*** Given information

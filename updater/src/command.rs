//! External command execution.
//!
//! The version query and the package install are both external programs.
//! They run through [`CommandExecutor`] so tests can substitute canned output.

use crate::error::{Result, UpdaterError};
use std::process::{Command, Output};

/// Abstraction for running external commands.
#[cfg_attr(test, mockall::automock)]
pub trait CommandExecutor {
    /// Runs a command with arguments and returns the captured output.
    ///
    /// # Errors
    ///
    /// Returns any I/O errors encountered while spawning or running the command.
    ///
    /// # Examples
    ///
    /// ```no_run
    /// use atom_updater::command::{CommandExecutor, SystemCommandExecutor};
    ///
    /// let executor = SystemCommandExecutor;
    /// let output = executor.run("atom", &["--version"])?;
    /// assert!(output.status.success());
    /// # Ok::<(), atom_updater::error::UpdaterError>(())
    /// ```
    // The nested lifetime is named so `automock` can generate the mock.
    fn run<'a>(&self, cmd: &str, args: &[&'a str]) -> Result<Output>;
}

/// Executes commands on the host system.
#[derive(Debug, Clone, Copy, Default)]
pub struct SystemCommandExecutor;

impl CommandExecutor for SystemCommandExecutor {
    fn run(&self, cmd: &str, args: &[&str]) -> Result<Output> {
        log::debug!("running {}", display_command(cmd, args));
        Command::new(cmd)
            .args(args)
            .output()
            .map_err(UpdaterError::from)
    }
}

/// Renders a command line for messages and logs.
///
/// # Examples
///
/// ```
/// use atom_updater::command::display_command;
///
/// assert_eq!(display_command("atom", &["--version"]), "atom --version");
/// ```
#[must_use]
pub fn display_command(cmd: &str, args: &[&str]) -> String {
    std::iter::once(cmd)
        .chain(args.iter().copied())
        .collect::<Vec<_>>()
        .join(" ")
}

#[cfg(test)]
mod tests {
    use super::*;

    #[test]
    fn display_command_without_arguments() {
        assert_eq!(display_command("atom", &[]), "atom");
    }

    #[test]
    fn display_command_joins_arguments_with_spaces() {
        assert_eq!(
            display_command("sudo", &["dpkg", "--install", "/tmp/atom_latest.deb"]),
            "sudo dpkg --install /tmp/atom_latest.deb"
        );
    }

    #[test]
    fn mock_executor_matches_borrowed_arguments() {
        let mut executor = MockCommandExecutor::new();
        executor
            .expect_run()
            .withf(|cmd, args| cmd == "sudo" && args == ["dpkg", "--install", "/tmp/a.deb"])
            .times(1)
            .returning(|_, _| Ok(crate::test_utils::success_output()));

        let artifact = String::from("/tmp/a.deb");
        let args = ["dpkg", "--install", artifact.as_str()];
        let result = executor.run("sudo", &args);

        assert!(result.is_ok_and(|output| output.status.success()));
    }

    #[test]
    fn system_executor_reports_missing_binaries() {
        let result = SystemCommandExecutor.run("atom-updater-missing-binary", &["--version"]);
        assert!(matches!(result, Err(UpdaterError::Io(_))));
    }
}
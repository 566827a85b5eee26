use serde_json::{json, Value};

pub fn point(lon: f64, lat: f64) -> Value {
    json!({"type": "Point", "coordinates": [lon, lat]})
}

pub fn polygon(rings: Vec<Vec<[f64; 2]>>) -> Value {
    json!({"type": "Polygon", "coordinates": rings})
}

pub fn feature(geometry: Value) -> Value {
    json!({"type": "Feature", "geometry": geometry, "properties": {}})
}

/// `levels` GeometryCollections, each wrapping the next, around a single point.
pub fn nested_collection(levels: usize) -> Value {
    (0..levels).fold(point(0., 0.), |inner, _| {
        json!({"type": "GeometryCollection", "geometries": [inner]})
    })
}

pub fn station_feature() -> Value {
    json!({
        "type": "Feature",
        "geometry": {"type": "Point", "coordinates": [-118.365379, 34.199669]},
        "properties": {
            "stid": "KBUR",
            "elevation": 728,
            "mnet_id": 1,
            "name": "Burbank - Bob Hope Airport",
            "acquired_at": "2020-05-11T20:55:00",
            "air_temp": 23,
            "relative_humidity": 46.78,
            "wind_gust": 9.26,
            "wind_speed": 3.6,
            "wind_direction": 200
        }
    })
}
//! GeoJSON text sequences: one GeoJSON text per line, optionally prefixed
//! with the RFC 8142 record separator.

use super::config::ValidatorConfig;
use super::geojson::Feature;
use super::issue::ValidationResult;
use super::validator::Validator;
use rayon::prelude::*;
use serde_json::Value;
use std::io::{BufRead, Write};
use thiserror::Error;
use tracing::{debug, warn};

const RECORD_SEPARATOR: char = '\u{1e}';

#[derive(Debug, Error)]
pub enum SeqError {
    #[error("IO error: {0}")]
    Io(#[from] std::io::Error),
    #[error("line {line}: not a JSON text: {source}")]
    Parse {
        line: usize,
        #[source]
        source: serde_json::Error,
    },
    #[error("unable to serialize record: {0}")]
    Serialize(#[source] serde_json::Error),
}

#[derive(Debug)]
pub struct SeqRecord {
    /// 1-based line number in the input.
    pub line: usize,
    pub outcome: Result<ValidationResult, SeqError>,
}

impl SeqRecord {
    pub fn is_valid(&self) -> bool {
        match &self.outcome {
            Ok(result) => result.is_valid(),
            Err(_) => false,
        }
    }
}

fn record_text(line: &str) -> Option<&str> {
    let text = line.trim().trim_start_matches(RECORD_SEPARATOR).trim();
    if text.is_empty() {
        None
    } else {
        Some(text)
    }
}

fn validate_records(records: Vec<(usize, String)>, config: &ValidatorConfig) -> Vec<SeqRecord> {
    let validator = Validator::new(config.clone());
    let records: Vec<SeqRecord> = records
        .into_par_iter()
        .map(|(line, text)| {
            let outcome = serde_json::from_str::<Value>(&text)
                .map(|document| validator.validate(&document, None))
                .map_err(|source| {
                    warn!(line, error = %source, "skipping record that is not JSON");
                    SeqError::Parse { line, source }
                });
            SeqRecord { line, outcome }
        })
        .collect();
    debug!(
        records = records.len(),
        invalid = records.iter().filter(|r| !r.is_valid()).count(),
        "validated GeoJSON text sequence"
    );
    records
}

/// Validate every non-blank line of `text`. Records come back in input order.
///
/// ```
/// use geoschema::seq::validate_text;
/// use geoschema::ValidatorConfig;
///
/// let text = "{\"type\": \"Point\", \"coordinates\": [1, 2]}\n\n{\"type\": \"Point\"}\n";
/// let records = validate_text(text, &ValidatorConfig::default());
/// assert_eq!(records.len(), 2);
/// assert!(records[0].is_valid());
/// assert_eq!(records[1].line, 3);
/// assert!(!records[1].is_valid());
/// ```
pub fn validate_text(text: &str, config: &ValidatorConfig) -> Vec<SeqRecord> {
    let records = text
        .lines()
        .enumerate()
        .filter_map(|(index, line)| Some((index + 1, record_text(line)?.to_string())))
        .collect();
    validate_records(records, config)
}

/// Like [`validate_text`], reading lines from `reader`; fails only on I/O errors.
pub fn validate_reader(
    reader: impl BufRead,
    config: &ValidatorConfig,
) -> Result<Vec<SeqRecord>, SeqError> {
    let mut records = vec![];
    for (index, line) in reader.lines().enumerate() {
        let line = line?;
        if let Some(text) = record_text(&line) {
            records.push((index + 1, text.to_string()));
        }
    }
    Ok(validate_records(records, config))
}

/// Write `features` as a GeoJSON text sequence, one feature per line.
pub fn write_seq(mut writer: impl Write, features: &[Feature]) -> Result<(), SeqError> {
    for feature in features {
        let json = serde_json::to_string(feature).map_err(SeqError::Serialize)?;
        writeln!(writer, "{}", json)?;
    }
    writer.flush()?;
    debug!(records = features.len(), "wrote GeoJSON text sequence");
    Ok(())
}
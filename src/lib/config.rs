use serde::{Deserialize, Serialize};
use thiserror::Error;

pub const DEFAULT_MAX_DEPTH: usize = 64;

#[derive(Debug, Error)]
pub enum ConfigError {
    #[error("invalid validator configuration: {0}")]
    Parse(#[from] serde_json::Error),
}

/// Options for a [`Validator`](crate::Validator).
///
/// Every field is optional in the serialized form and falls back to its default.
///
/// ```
/// use geoschema::ValidatorConfig;
///
/// let config = ValidatorConfig::from_json(r#"{"max_depth": 8, "enforce_winding": true}"#).unwrap();
/// assert_eq!(config.max_depth, 8);
/// assert!(config.enforce_winding);
/// assert!(!config.strict_bbox);
/// ```
#[derive(Serialize, Deserialize, PartialEq, Debug, Clone)]
#[serde(default, deny_unknown_fields)]
pub struct ValidatorConfig {
    /// Nesting cap for GeoJSON objects; the root object is at depth 0.
    pub max_depth: usize,
    /// Treat a bbox whose length disagrees with the coordinate dimension as an
    /// error, and skip the `verify_bbox` enclosure check.
    pub strict_bbox: bool,
    /// Report rings with unconventional winding as errors instead of warnings.
    pub enforce_winding: bool,
    /// Check that every bbox encloses the positions of its object.
    pub verify_bbox: bool,
    /// Warn about longitudes outside [-180, 180] and latitudes outside [-90, 90].
    pub check_ranges: bool,
    /// Wrap longitudes into [-180, 180] before the range check.
    pub wrap_longitude: bool,
}

impl Default for ValidatorConfig {
    fn default() -> Self {
        ValidatorConfig {
            max_depth: DEFAULT_MAX_DEPTH,
            strict_bbox: false,
            enforce_winding: false,
            verify_bbox: false,
            check_ranges: true,
            wrap_longitude: false,
        }
    }
}

impl ValidatorConfig {
    pub fn from_json(text: &str) -> Result<Self, ConfigError> {
        let config = serde_json::from_str(text)?;
        Ok(config)
    }

    pub fn from_value(value: serde_json::Value) -> Result<Self, ConfigError> {
        let config = serde_json::from_value(value)?;
        Ok(config)
    }

    pub fn with_max_depth(mut self, max_depth: usize) -> Self {
        self.max_depth = max_depth;
        self
    }

    pub fn with_strict_bbox(mut self, strict_bbox: bool) -> Self {
        self.strict_bbox = strict_bbox;
        self
    }

    pub fn with_enforce_winding(mut self, enforce_winding: bool) -> Self {
        self.enforce_winding = enforce_winding;
        self
    }

    pub fn with_verify_bbox(mut self, verify_bbox: bool) -> Self {
        self.verify_bbox = verify_bbox;
        self
    }

    pub fn with_check_ranges(mut self, check_ranges: bool) -> Self {
        self.check_ranges = check_ranges;
        self
    }

    pub fn with_wrap_longitude(mut self, wrap_longitude: bool) -> Self {
        self.wrap_longitude = wrap_longitude;
        self
    }
}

******

Work instruction ▸ Could you please retype the lines from the start of the data through the line with "running external commands.", both included, and nothing else?

The completed task ▸
filename updater/src/command.rs
//! External command execution.
//!
//! The version query and the package install are both external programs.
//! They run through [`CommandExecutor`] so tests can substitute canned output.

use crate::error::{Result, UpdaterError};
use std::process::{Command, Output};

/// Abstraction for running external commands.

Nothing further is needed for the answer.